The expected answer comprises all lines from the entries that contain the string "PartialEq".

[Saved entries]
++++++++

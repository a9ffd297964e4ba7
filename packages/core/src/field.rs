//! Fields: a scalar slot tagged with what to do with it.

use chrono::{DateTime, Utc};

use crate::value::{Blob, Identifier};

/// What a call should do with a field.
#[derive(Clone, Copy, Debug, PartialEq, Eq, Hash)]
pub enum Intent {
    /// Load the stored value into the field.
    Fetch,
    /// Store the field's value.
    Write,
    /// Remove the stored value.
    Delete,
}

/// A scalar field of a record.
///
/// The variant is the field's intent. `Absent` means "no value and nothing
/// to do": it is skipped by both `get` and `set`, and it is what a fetched
/// field becomes when its key does not exist.
///
/// A successful fetch leaves the field as `Write(value)`, so a loaded
/// record can be modified and set again directly.
///
/// # Example
///
/// ```rust
/// use pathbind_core::{Field, Intent};
///
/// let name: Field<String> = Field::write("Alice");
/// assert!(name.is_set());
/// assert_eq!(name.value().map(String::as_str), Some("Alice"));
///
/// let count: Field<u64> = Field::fetch();
/// assert_eq!(count.intent(), Some(Intent::Fetch));
/// ```
#[derive(Clone, Debug, Default, PartialEq, Eq, Hash)]
pub enum Field<T> {
    #[default]
    Absent,
    Fetch,
    Write(T),
    Delete,
}

impl<T> Field<T> {
    /// A field to be loaded by `get`.
    pub fn fetch() -> Self {
        Field::Fetch
    }

    /// A field to be stored by `set`.
    pub fn write(value: impl Into<T>) -> Self {
        Field::Write(value.into())
    }

    /// A field to be removed by `set`.
    pub fn delete() -> Self {
        Field::Delete
    }

    pub fn absent() -> Self {
        Field::Absent
    }

    pub fn is_get(&self) -> bool {
        matches!(self, Field::Fetch)
    }

    pub fn is_set(&self) -> bool {
        matches!(self, Field::Write(_))
    }

    pub fn is_delete(&self) -> bool {
        matches!(self, Field::Delete)
    }

    pub fn is_absent(&self) -> bool {
        matches!(self, Field::Absent)
    }

    /// The intent, or `None` for an absent field.
    pub fn intent(&self) -> Option<Intent> {
        match self {
            Field::Absent => None,
            Field::Fetch => Some(Intent::Fetch),
            Field::Write(_) => Some(Intent::Write),
            Field::Delete => Some(Intent::Delete),
        }
    }

    /// The held value, if the field is `Write`.
    pub fn value(&self) -> Option<&T> {
        match self {
            Field::Write(v) => Some(v),
            _ => None,
        }
    }

    pub fn into_value(self) -> Option<T> {
        match self {
            Field::Write(v) => Some(v),
            _ => None,
        }
    }
}

impl<T> From<Option<T>> for Field<T> {
    fn from(v: Option<T>) -> Self {
        v.map_or(Field::Absent, Field::Write)
    }
}

pub type TimeField = Field<DateTime<Utc>>;
pub type IdField = Field<Identifier>;
pub type TextField = Field<String>;
pub type IntField = Field<i64>;
pub type UintField = Field<u64>;
pub type BoolField = Field<bool>;
pub type BytesField = Field<Blob>;

#[cfg(test)]
mod tests {
    use super::*;

    #[test]
    fn write_intent() {
        let f: TextField = Field::write("x");
        assert!(f.is_set());
        assert!(!f.is_get());
        assert!(!f.is_delete());
        assert_eq!(f.intent(), Some(Intent::Write));
    }

    #[test]
    fn fetch_intent() {
        let f: IntField = Field::fetch();
        assert!(f.is_get());
        assert!(!f.is_set());
        assert!(!f.is_delete());
        assert_eq!(f.value(), None);
    }

    #[test]
    fn delete_intent() {
        let f: BoolField = Field::delete();
        assert!(f.is_delete());
        assert!(!f.is_set());
        assert!(!f.is_get());
    }

    #[test]
    fn absent_is_nothing() {
        let f: UintField = Field::default();
        assert!(f.is_absent());
        assert!(!f.is_set());
        assert!(!f.is_get());
        assert!(!f.is_delete());
        assert_eq!(f.intent(), None);
    }

    #[test]
    fn from_option() {
        assert_eq!(IntField::from(Some(3)), Field::Write(3));
        assert_eq!(IntField::from(None), Field::Absent);
    }

    #[test]
    fn into_value() {
        let f: IdField = Field::write("abc");
        assert_eq!(f.into_value(), Some(Identifier::new("abc")));
        assert_eq!(IdField::delete().into_value(), None);
    }
}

++++++++

#### RESPONSE TO THE TASK:
#[derive(Clone, Copy, Debug, PartialEq, Eq, Hash)]
#[derive(Clone, Debug, Default, PartialEq, Eq, Hash)]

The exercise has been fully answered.